Problem requirements |
Only a number is wanted: the count of lines in this listing that contain "Direction".

Data supplied |
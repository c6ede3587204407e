use std::sync::atomic::{AtomicBool, Ordering};
use std::sync::Arc;
use std::thread;
use std::time::{Duration, Instant};

use jointlink_codec::{Message, MsgType};
use jointlink_link::{ConnectOptions, LinkConfig, LinkManager, LinkStats};
use jointlink_transport::{PortOpener, SerialPortOpener};
use serde_json::{Map, Value};
use tracing::{debug, info};

use crate::cmd::{parse_delay, parse_duration, LinkArgs};
use crate::exit::{
    codec_error, link_error, CliError, CliResult, INTERNAL, SUCCESS, TIMEOUT, TRANSPORT_ERROR,
    USAGE,
};
use crate::output::{print_message, Direction, OutputFormat};

pub fn run(
    ty: MsgType,
    config: Option<&str>,
    args: &LinkArgs,
    format: OutputFormat,
    verbose: bool,
) -> CliResult<i32> {
    run_with(SerialPortOpener, ty, config, args, format, verbose)
}

fn run_with(
    opener: impl PortOpener + 'static,
    ty: MsgType,
    config: Option<&str>,
    args: &LinkArgs,
    format: OutputFormat,
    verbose: bool,
) -> CliResult<i32> {
    // Bad input fails before the port is touched.
    let msg = build_message(ty, config)?;
    let settle = parse_delay(&args.settle)?;
    let wait_timeout = parse_duration(&args.wait_timeout)?;

    let link = LinkManager::with_config(
        opener,
        LinkConfig {
            timeout_margin: args.timeout_factor,
            ..LinkConfig::default()
        },
    );
    link.connect(&args.port, args.baud, ConnectOptions::default())
        .map_err(|err| link_error("connect failed", err))?;
    link.start().map_err(|err| link_error("start failed", err))?;
    thread::sleep(settle);

    let result = if ty.is_getter() {
        request(&link, msg, wait_timeout, format, verbose)
    } else {
        send(&link, msg, wait_timeout, format, verbose)
    };
    let result = match result {
        Ok(_) if args.listen => listen(&link, format, verbose),
        other => other,
    };

    link.stop();
    let joined = link
        .join()
        .map_err(|err| link_error("service loop failed", err));
    debug!(stats = ?link.stats(), "link closed");

    let code = result?;
    joined?;
    Ok(code)
}

/// Message of type `ty`, with `config` as the payload of setters.
fn build_message(ty: MsgType, config: Option<&str>) -> CliResult<Message> {
    let Some(config) = config else {
        return Ok(Message::new(ty));
    };

    let payload: Value = serde_json::from_str(config)
        .map_err(|err| CliError::new(USAGE, format!("CONFIG is not valid JSON: {err}")))?;
    let field = ty
        .payload_field()
        .ok_or_else(|| CliError::new(USAGE, format!("{ty} takes no payload")))?;

    let mut fields = Map::new();
    fields.insert(field.to_string(), payload);
    Message::from_structured(ty, Value::Object(fields))
        .map_err(|err| codec_error("invalid CONFIG", err))
}

/// Send a request and print the first reply.
fn request(
    link: &LinkManager,
    msg: Message,
    wait_timeout: Duration,
    format: OutputFormat,
    verbose: bool,
) -> CliResult<i32> {
    if verbose {
        print_message(&msg, Direction::Sent, format, verbose);
    }
    link.put_message(msg);

    match link.wait_for_message_timeout(wait_timeout) {
        Some(reply) => {
            print_message(&reply, Direction::Received, format, verbose);
            Ok(SUCCESS)
        }
        None if !link.is_connected() => Err(CliError::new(
            TRANSPORT_ERROR,
            "serial link lost before a reply arrived",
        )),
        None => Err(CliError::new(
            TIMEOUT,
            format!("no reply to {} within {wait_timeout:?}", msg.type_name()),
        )),
    }
}

/// Send a message and wait until the service loop has written it.
fn send(
    link: &LinkManager,
    msg: Message,
    wait_timeout: Duration,
    format: OutputFormat,
    verbose: bool,
) -> CliResult<i32> {
    let before = link.stats();
    print_message(&msg, Direction::Sent, format, verbose);
    link.put_message(msg);

    let settled = wait_until(link, wait_timeout, || {
        link.pending_transmit() == 0 && tx_outcomes(&link.stats()) > tx_outcomes(&before)
    });

    if link.stats().frames_sent > before.frames_sent {
        Ok(SUCCESS)
    } else if settled {
        Err(CliError::new(
            TRANSPORT_ERROR,
            format!("{} was not delivered: serial link lost", msg.type_name()),
        ))
    } else {
        Err(CliError::new(
            TIMEOUT,
            format!("{} not sent within {wait_timeout:?}", msg.type_name()),
        ))
    }
}

/// Transmit attempts that reached a final outcome.
fn tx_outcomes(stats: &LinkStats) -> u64 {
    stats.frames_sent + stats.io_failures + stats.dropped_while_disconnected
}

fn wait_until(link: &LinkManager, timeout: Duration, mut done: impl FnMut() -> bool) -> bool {
    let deadline = Instant::now() + timeout;
    loop {
        if done() {
            return true;
        }
        if Instant::now() >= deadline {
            return false;
        }
        thread::sleep(link.config().wait_interval);
    }
}

fn listen(link: &LinkManager, format: OutputFormat, verbose: bool) -> CliResult<i32> {
    let running = Arc::new(AtomicBool::new(true));
    install_ctrlc_handler(running.clone())?;
    info!("listening for messages, Ctrl-C to stop");

    while running.load(Ordering::SeqCst) {
        match link.get_message() {
            Some(msg) => print_message(&msg, Direction::Received, format, verbose),
            None if !link.is_connected() => {
                return Err(CliError::new(TRANSPORT_ERROR, "serial link lost"));
            }
            None => thread::sleep(link.config().wait_interval),
        }
    }

    Ok(SUCCESS)
}

fn install_ctrlc_handler(running: Arc<AtomicBool>) -> CliResult<()> {
    ctrlc::set_handler(move || {
        running.store(false, Ordering::SeqCst);
    })
    .map_err(|err| CliError::new(INTERNAL, format!("signal handler setup failed: {err}")))
}

#[cfg(test)]
mod tests {
    use jointlink_codec::{JointMoveSpeed, Status};
    use jointlink_transport::{LoopbackHandle, LoopbackOpener};

    use super::*;
    use crate::exit::DATA_INVALID;

    fn link_args() -> LinkArgs {
        LinkArgs {
            port: "/dev/ttyLOOP0".to_string(),
            baud: 115_200,
            timeout_factor: 10.0,
            settle: "0s".to_string(),
            wait_timeout: "2s".to_string(),
            listen: false,
        }
    }

    fn reply_after_first_write(handle: LoopbackHandle, reply: Message) -> thread::JoinHandle<()> {
        thread::spawn(move || {
            let deadline = Instant::now() + Duration::from_secs(2);
            while handle.written().is_empty() && Instant::now() < deadline {
                thread::sleep(Duration::from_millis(1));
            }
            handle.feed(&reply.encode());
        })
    }

    #[test]
    fn build_message_wraps_config_in_payload_field() {
        let msg = build_message(
            MsgType::SetJointsPositionSpeed,
            Some(r#"{"joints": [{"position": 50, "speed": 100}, {"position": 0, "speed": 0}, {"position": -5, "speed": 1}]}"#),
        )
        .expect("config should build a message");

        match msg {
            Message::SetJointsPositionSpeed(joints) => {
                assert_eq!(
                    joints.joints[0],
                    JointMoveSpeed {
                        position: 50,
                        speed: 100
                    }
                );
                assert_eq!(joints.joints[2].position, -5);
            }
            other => panic!("unexpected message {other}"),
        }
    }

    #[test]
    fn build_message_rejects_bad_json_as_usage() {
        let err = build_message(MsgType::SetJointsPositionSpeed, Some("{not json"))
            .expect_err("bad JSON should fail");
        assert_eq!(err.code, USAGE);
    }

    #[test]
    fn build_message_rejects_out_of_range_value() {
        let err = build_message(
            MsgType::SetJointsPositionSpeed,
            Some(r#"{"joints": [{"position": 40000, "speed": 0}, {"position": 0, "speed": 0}, {"position": 0, "speed": 0}]}"#),
        )
        .expect_err("out-of-range value should fail");
        assert_eq!(err.code, DATA_INVALID);
    }

    #[test]
    fn getter_prints_reply() {
        let opener = LoopbackOpener::new();
        let device = reply_after_first_write(
            opener.handle(),
            Message::GetStatus(Status {
                uptime: 12345,
                transmission_errors: 2,
            }),
        );

        let code = run_with(
            opener,
            MsgType::GetStatus,
            None,
            &link_args(),
            OutputFormat::Json,
            false,
        )
        .expect("getter should succeed");
        assert_eq!(code, SUCCESS);
        device.join().expect("device thread should finish");
    }

    #[test]
    fn getter_times_out_without_reply() {
        let args = LinkArgs {
            wait_timeout: "30ms".to_string(),
            ..link_args()
        };
        let err = run_with(
            LoopbackOpener::new(),
            MsgType::GetVersion,
            None,
            &args,
            OutputFormat::Json,
            false,
        )
        .expect_err("silent device should time out");
        assert_eq!(err.code, TIMEOUT);
    }

    #[test]
    fn setter_writes_one_frame_and_closes_port() {
        let opener = LoopbackOpener::new();
        let handle = opener.handle();
        let code = run_with(
            opener,
            MsgType::SetJointsPositionSpeed,
            Some(r#"{"joints": [{"position": 50, "speed": 100}, {"position": 0, "speed": 0}, {"position": 0, "speed": 0}]}"#),
            &link_args(),
            OutputFormat::Raw,
            false,
        )
        .expect("setter should succeed");

        assert_eq!(code, SUCCESS);
        let written = handle.written();
        assert_eq!(written.len(), 1);
        assert_eq!(written[0][..6], [0x01, 0x00, 0x32, 0x00, 0x64, 0x00]);
        assert!(!handle.is_open());
    }

    #[test]
    fn failed_write_is_reported() {
        let opener = LoopbackOpener::new();
        opener.handle().fail_next_write();
        let err = run_with(
            opener,
            MsgType::Nop,
            None,
            &link_args(),
            OutputFormat::Pretty,
            false,
        )
        .expect_err("failed write should be reported");
        assert_eq!(err.code, TRANSPORT_ERROR);
    }

    #[test]
    fn open_failure_is_transport_error() {
        let opener = LoopbackOpener::new();
        opener.handle().set_fail_open(true);
        let err = run_with(
            opener,
            MsgType::GetStatus,
            None,
            &link_args(),
            OutputFormat::Json,
            false,
        )
        .expect_err("refused open should fail");
        assert_eq!(err.code, TRANSPORT_ERROR);
        assert!(err.message.contains("/dev/ttyLOOP0"));
    }
}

Response area |
5